Monday, December 19, 2005

 

Another Wild Saturday Night for the TCASK Staff

Actually, I didn't do much this Saturday night. No, it's not because I don't have any social life (I may not have one, but that is not the reason that I stayed in on this particular Saturday night). No, it was because I knew that at 7:00 AM, my phone was going to ring, and it wasn't just going to be my mother. It was going to be a live feed to Christian Dissent radio (By the time this is posted, they will hopefully have our interview linked).

Yes that's right, apparently someone is listening to the radio from 6:00 to 8:00 on Sunday mornings. But the show is actually a good one, so next time you're up, you should tune it in, or at least go listen to the segments that they have linked on their website.

We ended up having a really great conversation for over half an hour. We talked a lot about biblical and theological responses to capital punishment, and ways that we can have conversations with conservative Christians about capital punishment. One of the most interesting, or at least unusual, questions that I was asked was that with capital punishment, even having surpassed the 1,000 execution mark, we're talking about a tiny number of people in comparison to issues of poverty, war, racism, and other forms of violence. Are we making too big a deal about capital punishment really?

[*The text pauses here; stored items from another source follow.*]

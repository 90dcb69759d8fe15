//! Quizzes where some answers must be backed by a document.

use oe_core::{InteractionResult, Inventory, PuzzleId};
use tracing::debug;

use crate::puzzle::PuzzleResponse;

/// A question that may ask the player to show a document.
#[derive(Debug, Clone, PartialEq, Eq)]
pub struct InterviewQuestion {
    /// The question text.
    pub prompt: String,
    /// Answer options, in display order.
    pub options: Vec<String>,
    /// Index of the correct option.
    pub correct: usize,
    /// Item name that must be shown with the answer.
    pub document: Option<String>,
    /// Shown after a correct answer.
    pub feedback: String,
}

impl InterviewQuestion {
    /// Create a question that needs no document.
    pub fn new(
        prompt: impl Into<String>,
        options: impl IntoIterator<Item = impl Into<String>>,
        correct: usize,
        feedback: impl Into<String>,
    ) -> Self {
        Self {
            prompt: prompt.into(),
            options: options.into_iter().map(Into::into).collect(),
            correct,
            document: None,
            feedback: feedback.into(),
        }
    }

    /// Require a document to be shown with the answer.
    pub fn with_document(mut self, document: impl Into<String>) -> Self {
        self.document = Some(document.into());
        self
    }
}

/// An answer plus the document shown with it.
#[derive(Debug, Clone, Default, PartialEq, Eq)]
pub struct AnswerSelection {
    /// 0-based option index.
    pub index: usize,
    /// Name of the item shown, if any.
    pub document: Option<String>,
}

impl AnswerSelection {
    /// An answer without a document.
    pub fn new(index: usize) -> Self {
        Self {
            index,
            document: None,
        }
    }

    /// Show a document with the answer.
    pub fn showing(mut self, document: impl Into<String>) -> Self {
        self.document = Some(document.into());
        self
    }
}

/// Actions an interview accepts.
#[derive(Debug, Clone, PartialEq, Eq)]
pub enum InterviewAction {
    /// Answer the current question and move on.
    Answer(AnswerSelection),
    /// Ask for a verdict now.
    Complete,
    /// Start over from the first question.
    Reset,
}

/// Rapid-fire questions followed by a document check.
///
/// Passing needs every required document in the inventory at verdict time
/// and at least `pass_mark` correct answers. A failed verdict restarts the
/// interview.
#[derive(Debug, Clone)]
pub struct DocumentQuiz {
    id: PuzzleId,
    description: String,
    questions: Vec<InterviewQuestion>,
    required_documents: Vec<String>,
    pass_mark: usize,
    approval_line: String,
    current: usize,
    correct: usize,
    solved: bool,
}

impl DocumentQuiz {
    /// Create an empty interview with a passing bar.
    pub fn new(id: PuzzleId, description: impl Into<String>, pass_mark: usize) -> Self {
        Self {
            id,
            description: description.into(),
            questions: Vec::new(),
            required_documents: Vec::new(),
            pass_mark,
            approval_line: String::new(),
            current: 0,
            correct: 0,
            solved: false,
        }
    }

    /// Append a question.
    pub fn with_question(mut self, question: InterviewQuestion) -> Self {
        self.questions.push(question);
        self
    }

    /// Add a document that must be carried at verdict time.
    pub fn with_required_document(mut self, document: impl Into<String>) -> Self {
        self.required_documents.push(document.into());
        self
    }

    /// Set the line spoken on a passing verdict.
    pub fn with_approval_line(mut self, line: impl Into<String>) -> Self {
        self.approval_line = line.into();
        self
    }

    /// Puzzle id.
    pub fn id(&self) -> PuzzleId {
        self.id
    }

    /// Human-readable title.
    pub fn description(&self) -> &str {
        &self.description
    }

    /// Whether the interview was passed.
    pub fn is_solved(&self) -> bool {
        self.solved
    }

    pub(crate) fn mark_solved(&mut self) {
        self.solved = true;
    }

    /// The question being asked.
    pub fn current_question(&self) -> Option<&InterviewQuestion> {
        self.questions.get(self.current)
    }

    /// 0-based index of the current question.
    pub fn current_index(&self) -> usize {
        self.current
    }

    /// Number of questions.
    pub fn total_questions(&self) -> usize {
        self.questions.len()
    }

    /// Running count of correct answers.
    pub fn correct_answers(&self) -> usize {
        self.correct
    }

    /// Documents checked at verdict time.
    pub fn required_documents(&self) -> &[String] {
        &self.required_documents
    }

    /// Correct answers needed to pass.
    pub fn pass_mark(&self) -> usize {
        self.pass_mark
    }

    /// Apply an action.
    pub fn interact(&mut self, action: InterviewAction, inventory: &Inventory) -> PuzzleResponse {
        let result = match action {
            InterviewAction::Answer(selection) => self.answer(&selection, inventory),
            InterviewAction::Complete => self.complete(inventory),
            InterviewAction::Reset => {
                self.reset();
                InteractionResult::message("Interview restarted.")
            }
        };
        PuzzleResponse::open(result)
    }

    fn answer(&mut self, selection: &AnswerSelection, inventory: &Inventory) -> InteractionResult {
        if self.solved {
            return InteractionResult::message("The interview is already over.");
        }
        let Some(question) = self.questions.get(self.current) else {
            return InteractionResult::none();
        };
        if selection.index >= question.options.len() {
            return InteractionResult::message("Invalid option.");
        }

        let document_ok = match &question.document {
            None => true,
            Some(required) => selection
                .document
                .as_deref()
                .is_some_and(|shown| shown == required && inventory.contains(shown)),
        };
        let is_correct = selection.index == question.correct && document_ok;
        debug!(
            puzzle = %self.id,
            question = self.current,
            is_correct,
            shown = ?selection.document,
            "interview answer"
        );

        let feedback = if is_correct {
            self.correct += 1;
            question.feedback.clone()
        } else {
            "That's not quite right. Let's continue.".to_string()
        };
        self.current += 1;

        if self.current >= self.questions.len() {
            self.complete(inventory)
        } else {
            InteractionResult::message(feedback)
        }
    }

    fn complete(&mut self, inventory: &Inventory) -> InteractionResult {
        if self.solved {
            return InteractionResult::message("The interview is already over.");
        }
        let has_documents =
            inventory.contains_all(self.required_documents.iter().map(String::as_str));
        if has_documents && self.correct >= self.pass_mark {
            self.solved = true;
            return InteractionResult::puzzle_solved(self.id).with_dialogue(self.approval_line.clone());
        }

        debug!(puzzle = %self.id, has_documents, correct = self.correct, "interview failed");
        self.reset();
        InteractionResult::message(
            "I'm sorry, but you're missing some required documents or didn't answer correctly. \
             Please gather all necessary documents and try again.",
        )
    }

    /// Back to the first question with a zero score.
    pub fn reset(&mut self) {
        self.current = 0;
        self.correct = 0;
    }
}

I hadn't really heard the sentiment put quite that way before. The first thing that I mentioned was that this demonstrates again the arbitrariness of the death penalty, which is applied in under 2% of possible cases. America could never support the number of executions necessary if we applied the death penalty in all possible cases.

But I think the question does run deeper: why are we so concerned about this tiny number of people? For many of us, much like the proponents of capital punishment, the death penalty is a symbol. But in this case, it is a symbol of our respect for human life and human dignity. If our society can so degrade a human being as to kill them, what does that say about us? Or maybe we know that for the state to kill one person is too many. But I'd be interested to know why other people working for abolition are doing it.